Adequate health care remains unavailable to most of India's citizens, especially in rural areas. Even those fortunate enough to have access to good care, however, cannot be certain that a prescription from a reliable doctor will ensure their recovery. VOA's Steve Herman in New Delhi explains why.

A customer - in this case, someone sent by Voice of America - complains of sleeplessness and gets a New Delhi pharmacist to hand over a packet of pills without a doctor's prescription.

In India, it is easy to get around the law requiring a prescription for most medicines. But, with or without a prescription Indians cannot be sure the drugs they buy are real, or safe.

Experts say millions of people in India each day are sold counterfeit medicines.

Dr. Sanjiv Zutshi, a New Delhi physician, thinks nearly anybody in India who receives medication is taking a gamble.

"I think it must be 20 to 30 percent of the drugs might be counterfeit or substandard in that nature," he said.

Surveys have found that in some medicine bazaars here, more than 90 percent of the drugs bought and analyzed are fakes, although many come in sophisticated packaging and look just like the real thing.

Dr. Zutshi says the widespread problem undermines the country's entire health care system.

"I need to be pretty sure that the medicine which I am giving is going to treat the disease," he said. "Otherwise, what's the use of a physician seeing a patient? The whole exercise becomes useless."

There are only 35 drug inspectors at the national level and little more than one thousand spread across India's 28 states. This for a country with more than half a million retail drug outlets and a population exceeding one billion.

Former Health Minister Sushma Swaraj, now an opposition member of parliament, says those trading counterfeit drugs are conspiring in what she terms "mass murder." She says the culprits are not just drug manufacturers, distributors and retailers.
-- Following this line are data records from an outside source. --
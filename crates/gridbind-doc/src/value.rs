use std::fmt;

use chrono::{NaiveDate, NaiveDateTime};
use serde::{Deserialize, Serialize};

/// Raw value carried by one spreadsheet cell.
///
/// This is the interchange type between documents and the binding engine:
/// readers produce it, conversion rules rewrite it, writers persist it.
#[derive(Debug, Clone, PartialEq, Serialize, Deserialize)]
#[serde(tag = "type", content = "value")]
pub enum CellValue {
    Int(i64),
    Number(f64),
    Text(String),
    Boolean(bool),
    Date(NaiveDate),
    DateTime(NaiveDateTime),
    Empty,
    /// Literal error marker rendered into a cell (e.g. a failed export
    /// conversion). Displayed verbatim.
    Error(String),
}

impl CellValue {
    /// Blank test used by the import traversal: empty cells and
    /// whitespace-only text both count as blank.
    pub fn is_blank(&self) -> bool {
        match self {
            CellValue::Empty => true,
            CellValue::Text(text) => text.trim().is_empty(),
            _ => false,
        }
    }

    /// Normalize text variants by trimming surrounding whitespace; other
    /// variants pass through unchanged. Trimmed-to-empty text becomes
    /// [`CellValue::Empty`].
    pub fn trimmed(self) -> CellValue {
        match self {
            CellValue::Text(text) => {
                let trimmed = text.trim();
                if trimmed.is_empty() {
                    CellValue::Empty
                } else if trimmed.len() == text.len() {
                    CellValue::Text(text)
                } else {
                    CellValue::Text(trimmed.to_string())
                }
            }
            other => other,
        }
    }

    /// Text content, if this is a text cell.
    pub fn as_text(&self) -> Option<&str> {
        match self {
            CellValue::Text(text) => Some(text.as_str()),
            _ => None,
        }
    }

    /// Whether the value is a scalar primitive whose literal rendering is
    /// useful in diagnostics (numbers, text, booleans).
    pub fn is_primitive(&self) -> bool {
        matches!(
            self,
            CellValue::Int(_) | CellValue::Number(_) | CellValue::Text(_) | CellValue::Boolean(_)
        )
    }
}

impl Default for CellValue {
    fn default() -> Self {
        CellValue::Empty
    }
}

impl fmt::Display for CellValue {
    fn fmt(&self, f: &mut fmt::Formatter<'_>) -> fmt::Result {
        match self {
            CellValue::Int(i) => write!(f, "{i}"),
            CellValue::Number(n) => write!(f, "{n}"),
            CellValue::Text(s) => write!(f, "{s}"),
            CellValue::Boolean(b) => write!(f, "{b}"),
            CellValue::Date(d) => write!(f, "{d}"),
            CellValue::DateTime(dt) => write!(f, "{dt}"),
            CellValue::Empty => Ok(()),
            CellValue::Error(marker) => write!(f, "{marker}"),
        }
    }
}

impl From<&str> for CellValue {
    fn from(value: &str) -> Self {
        CellValue::Text(value.to_string())
    }
}

impl From<String> for CellValue {
    fn from(value: String) -> Self {
        CellValue::Text(value)
    }
}

impl From<i64> for CellValue {
    fn from(value: i64) -> Self {
        CellValue::Int(value)
    }
}

impl From<f64> for CellValue {
    fn from(value: f64) -> Self {
        CellValue::Number(value)
    }
}

impl From<bool> for CellValue {
    fn from(value: bool) -> Self {
        CellValue::Boolean(value)
    }
}

impl From<NaiveDate> for CellValue {
    fn from(value: NaiveDate) -> Self {
        CellValue::Date(value)
    }
}

impl From<NaiveDateTime> for CellValue {
    fn from(value: NaiveDateTime) -> Self {
        CellValue::DateTime(value)
    }
}

#[cfg(test)]
mod tests {
    use super::*;

    #[test]
    fn blank_detection() {
        assert!(CellValue::Empty.is_blank());
        assert!(CellValue::Text("   ".to_string()).is_blank());
        assert!(!CellValue::Text("x".to_string()).is_blank());
        assert!(!CellValue::Int(0).is_blank());
    }

    #[test]
    fn trimming_normalizes_text() {
        assert_eq!(
            CellValue::Text("  hi  ".to_string()).trimmed(),
            CellValue::Text("hi".to_string())
        );
        assert_eq!(CellValue::Text("  ".to_string()).trimmed(), CellValue::Empty);
        assert_eq!(CellValue::Int(7).trimmed(), CellValue::Int(7));
    }

    #[test]
    fn serde_round_trip() {
        let values = vec![
            CellValue::Int(42),
            CellValue::Number(1.5),
            CellValue::Text("x".to_string()),
            CellValue::Boolean(true),
            CellValue::Date(NaiveDate::from_ymd_opt(2024, 3, 1).unwrap()),
            CellValue::Empty,
            CellValue::Error("#ERROR!".to_string()),
        ];
        let json = serde_json::to_string(&values).expect("serializes");
        let back: Vec<CellValue> = serde_json::from_str(&json).expect("deserializes");
        assert_eq!(back, values);
    }
}
/// One stored cell: a cached value, an optional formula, an optional style id.
#[derive(Debug, Clone, Default, PartialEq, Serialize, Deserialize)]
pub struct MemCell {
    #[serde(default, skip_serializing_if = "Option::is_none")]
    pub value: Option<CellValue>,
    #[serde(default, skip_serializing_if = "Option::is_none")]
    pub formula: Option<String>,
    #[serde(default, skip_serializing_if = "Option::is_none")]
    pub style: Option<u32>,
}

#[derive(Debug, Clone, Default, PartialEq, Serialize, Deserialize)]
struct MemRow {
    #[serde(default, skip_serializing_if = "Option::is_none")]
    height: Option<f64>,
    #[serde(default, skip_serializing_if = "Option::is_none")]
    style: Option<u32>,
    #[serde(default)]
    cells: BTreeMap<u32, MemCell>,
}

#[derive(Debug, Clone, Default, Serialize, Deserialize)]
struct MemSheet {
    name: String,
    #[serde(default)]
    rows: BTreeMap<u32, MemRow>,
}

/// In-memory workbook implementing the full document contract.
///
/// Serializes to and from JSON, which doubles as the fixture format for
/// template documents in tests. Sheets keep document order.
#[derive(Debug, Clone, Default, Serialize, Deserialize)]
pub struct MemoryAdapter {
    sheets: Vec<MemSheet>,
}

/// Candidate A1 cell reference. Whether a match really is one is decided by
/// `is_cell_reference`; qualified cross-sheet references are out of contract
/// for row shifting.
static A1_REF: Lazy<Regex> =
    Lazy::new(|| Regex::new(r"(\$?[A-Za-z]{1,3}\$?)([1-9][0-9]*)").expect("a1 regex compiles"));

impl MemoryAdapter {
    pub fn new() -> Self {
        Self::default()
    }

    /// Parse a document from any reader.
    pub fn open_reader<R: Read>(mut reader: R) -> Result<Self, DocError> {
        let mut raw = String::new();
        reader.read_to_string(&mut raw)?;
        Self::from_json_str(&raw)
    }

    pub fn from_json_str(json: &str) -> Result<Self, DocError> {
        serde_json::from_str(json).map_err(|err| DocError::format(err.to_string()))
    }

    pub fn to_json_string(&self) -> Result<String, DocError> {
        serde_json::to_string_pretty(self).map_err(|err| DocError::format(err.to_string()))
    }

    /// Append an empty sheet. Re-adding an existing name is a no-op.
    pub fn add_sheet(&mut self, name: &str) -> &mut Self {
        if !self.sheets.iter().any(|sheet| sheet.name == name) {
            self.sheets.push(MemSheet {
                name: name.to_string(),
                rows: BTreeMap::new(),
            });
        }
        self
    }

    fn sheet(&self, name: &str) -> Result<&MemSheet, DocError> {
        self.sheets
            .iter()
            .find(|sheet| sheet.name == name)
            .ok_or_else(|| DocError::missing_sheet(name))
    }

    fn sheet_mut(&mut self, name: &str) -> Result<&mut MemSheet, DocError> {
        self.sheets
            .iter_mut()
            .find(|sheet| sheet.name == name)
            .ok_or_else(|| DocError::missing_sheet(name))
    }

    /// Fixture helper: store a formula (with an optional cached value).
    pub fn set_formula(
        &mut self,
        sheet: &str,
        row: u32,
        col: u32,
        formula: &str,
    ) -> Result<(), DocError> {
        let cell = self.cell_mut(sheet, row, col)?;
        cell.formula = Some(formula.to_string());
        Ok(())
    }

    pub fn set_row_height(&mut self, sheet: &str, row: u32, height: f64) -> Result<(), DocError> {
        self.sheet_mut(sheet)?.rows.entry(row).or_default().height = Some(height);
        Ok(())
    }

    pub fn set_row_style(&mut self, sheet: &str, row: u32, style: u32) -> Result<(), DocError> {
        self.sheet_mut(sheet)?.rows.entry(row).or_default().style = Some(style);
        Ok(())
    }

    pub fn set_cell_style(
        &mut self,
        sheet: &str,
        row: u32,
        col: u32,
        style: u32,
    ) -> Result<(), DocError> {
        self.cell_mut(sheet, row, col)?.style = Some(style);
        Ok(())
    }

    pub fn row_height(&self, sheet: &str, row: u32) -> Result<Option<f64>, DocError> {
        Ok(self.sheet(sheet)?.rows.get(&row).and_then(|r| r.height))
    }

    pub fn row_style(&self, sheet: &str, row: u32) -> Result<Option<u32>, DocError> {
        Ok(self.sheet(sheet)?.rows.get(&row).and_then(|r| r.style))
    }

    pub fn cell_formula(&self, sheet: &str, row: u32, col: u32) -> Result<Option<String>, DocError> {
        Ok(self
            .sheet(sheet)?
            .rows
            .get(&row)
            .and_then(|r| r.cells.get(&col))
            .and_then(|c| c.formula.clone()))
    }

    pub fn cell_style(&self, sheet: &str, row: u32, col: u32) -> Result<Option<u32>, DocError> {
        Ok(self
            .sheet(sheet)?
            .rows
            .get(&row)
            .and_then(|r| r.cells.get(&col))
            .and_then(|c| c.style))
    }

    fn cell_mut(&mut self, sheet: &str, row: u32, col: u32) -> Result<&mut MemCell, DocError> {
        Ok(self
            .sheet_mut(sheet)?
            .rows
            .entry(row)
            .or_default()
            .cells
            .entry(col)
            .or_default())
    }
}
"Such crime is committed always in connivance with the police," she said. "So many people are being benefited by the money trail. But they don't think how many hundreds of thousands of people are being killed."

She drafted an amendment to India's Drugs and Cosmetics Act, which would have enacted the most severe punishment for those making counterfeit medicines.
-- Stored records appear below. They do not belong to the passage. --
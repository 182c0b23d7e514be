//! GridBind: configuration-driven binding between spreadsheets and records.
//!
//! A [`Metadata`] value, built once from a [`BindConfig`], describes a
//! spreadsheet layout: which columns carry which fields, where headers and
//! footers sit, which sheets participate, and how raw cell values convert to
//! and from field values. [`Importer`] walks a document and hands validated
//! rows to caller hooks; [`Exporter`] fills a template document from records
//! while preserving formatting, formulas, and footer rows.
//!
//! Documents are abstracted behind the `gridbind-doc` traits, so any backend
//! implementing [`SheetReader`]/[`SheetWriter`] plugs in.

mod error;
mod export;
mod header;
mod import;
mod metadata;
mod rules;
mod slots;

pub use error::BindError;
pub use export::{ExportHooks, Exporter};
pub use header::resolve_headers;
pub use import::{Flow, ImportHooks, Importer};
pub use metadata::Metadata;
pub use rules::{ConversionRule, DateRule, ERROR_MARKER, InvalidPattern, MapRule, RuleBinding, RuleError};
pub use slots::{FailCode, FailedInfo, FieldSlot, RowInfo, RowSlots};

pub use gridbind_doc::{CellValue, DocError, MemoryAdapter, SheetReader, SheetWriter};
pub use gridbind_spec::{BindConfig, ColumnSpec, ConfigValue, IndexSelector, NameSelector};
"Only you need one or two convictions and one or two hangings. If they think that 'oh, these two drug manufacturers have been given death sentences, they've been hanged,' it will give such a big effect," she said. "Today they are not afraid of anything."

Those in the illicit trade may have little to fear. The legislation, which is still pending, has been watered down and the maximum penalty now is life imprisonment and fines. And there is no indication if or when parliament will act on the bill.

For now, worried physicians, such as Dr. Zutshi, can offer few assurances to patients that they will exchange prescriptions for authentic medications.

"Get it from a reliable chemist," he said. "And do take a receipt for the medicines you have bought and, if possible, go back to the doctor if the effectivity [effectiveness] of the drug is not there."

Authorities say that is good advice for consumers everywhere, not just in India. Counterfeit drugs are being produced and sold in other parts of South Asia, China, Eastern Europe and Latin America. The Center for Medicines in the Public Interest in the United States predicts that sales of bogus pharmaceuticals will total $75 billion by 2010, double the market in 2005.